With school starting soon that means that most of us students have to adjust our sleeping schedules quite a lot and prepare for an earlier start to the day. This can often lead to us feeling extremely tired at school.But is it necessary to push back school starting hours and could it be happening in the near future?

Studies conducted by experts show that teens need between 8-10 hours of sleep which a lot of students don’t get because of many factors such as hormonal shifts which causes their body to clock forward by about one or two hours, making them feel sleepier one to two hours later than they normally would. Another cause is a teenager's busy schedule often consisting of homework and revision for tests as well as after school clubs and other commitments. Not getting enough sleep can provoke a teenager’s brain to be more active which makes it harder for them to fall asleep leading to a cycle of sleep deprivation. Betterhealth  (an Australian government website) listed many of the effects that sleep deprivation has on a teenager's life and how it affects different factors of their school life including performance in class. It shows that sleep deprivation can create concentration difficulties, shortened attention span and lack of enthusiasm. It can also affect their work outside of the classroom by causing memory impairment affecting their test results and homework . As well as this it can also increase the number of ‘sick days’ from school because of tiredness and mental health problems such as depression which sleep deprivation is often a causal factor for. But it can also have an impact on their performance not just academically but also physically by causing slower physical reflexes affecting their performance in sports.

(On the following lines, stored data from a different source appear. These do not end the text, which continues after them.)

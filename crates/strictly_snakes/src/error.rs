//! Error types for board construction and session intents.

use crate::{Intent, Rejection, Square};
use derive_more::{Display, Error};

/// A custom board topology failed validation.
#[derive(Debug, Clone, Copy, PartialEq, Eq, Display, Error)]
pub enum BoardError {
    /// A square number outside 1-100.
    #[display("Square {} is off the board (must be 1-100)", value)]
    SquareOutOfRange {
        /// The offending number.
        value: u8,
    },

    /// A snake whose tail is not below its head.
    #[display("Snake at {} must slide down, not to {}", head, tail)]
    SnakeNotDescending {
        /// Snake head.
        head: Square,
        /// Snake tail.
        tail: Square,
    },

    /// A ladder whose top is not above its bottom.
    #[display("Ladder at {} must climb up, not to {}", bottom, top)]
    LadderNotAscending {
        /// Ladder bottom.
        bottom: Square,
        /// Ladder top.
        top: Square,
    },

    /// A square used as the source of more than one snake or ladder.
    #[display("Square {} already starts a snake or ladder", square)]
    SquareReused {
        /// The duplicated source square.
        square: Square,
    },

    /// Square 100 ends the game and cannot start a jump.
    #[display("Square {} is terminal and cannot start a snake or ladder", square)]
    TerminalSource {
        /// Always square 100.
        square: Square,
    },
}

/// Errors raised by [`GameSession`](crate::GameSession) intents.
#[derive(Debug, Clone, PartialEq, Eq, Display, Error)]
pub enum SessionError {
    /// The intent is not legal in the current state. Nothing changed.
    #[display("Cannot {} now: {}", intent, reason)]
    IllegalIntent {
        /// What was asked for.
        intent: Intent,
        /// Why it was refused.
        reason: Rejection,
    },

    /// A dice source produced a value outside 1-6. Nothing changed.
    #[display("Dice produced {}, expected 1-6", value)]
    InvalidRoll {
        /// The out-of-range value.
        value: u8,
    },

    /// A postcondition failed after applying an intent.
    #[display("Invariant violation: {}", description)]
    InvariantViolation {
        /// Which invariants failed.
        description: String,
    },
}

impl SessionError {
    /// Whether a front end may silently drop this error.
    pub fn is_ignorable(&self) -> bool {
        matches!(self, SessionError::IllegalIntent { .. })
    }
}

So what are people doing about this? Well there was a petition on the parliament’s website (which has now been closed) with over 187,000 signatures signed. The parliament debated this topic  in February 2019 , later in March 2019 they responded by saying that “The Department has no plans to require secondary schools to start later. The decision on when to start the school day lies with individual schools.”. Saying that the government has given all schools the ability to set their own school hours and there are no specific legal requirements for how long the school day should be. So your school is the one that chooses whether to start later and the government can’t control it as of now.

So it looks like most  schools aren’t ready to change their school hours yet, but could this change in the next couple of years? Most students hope so.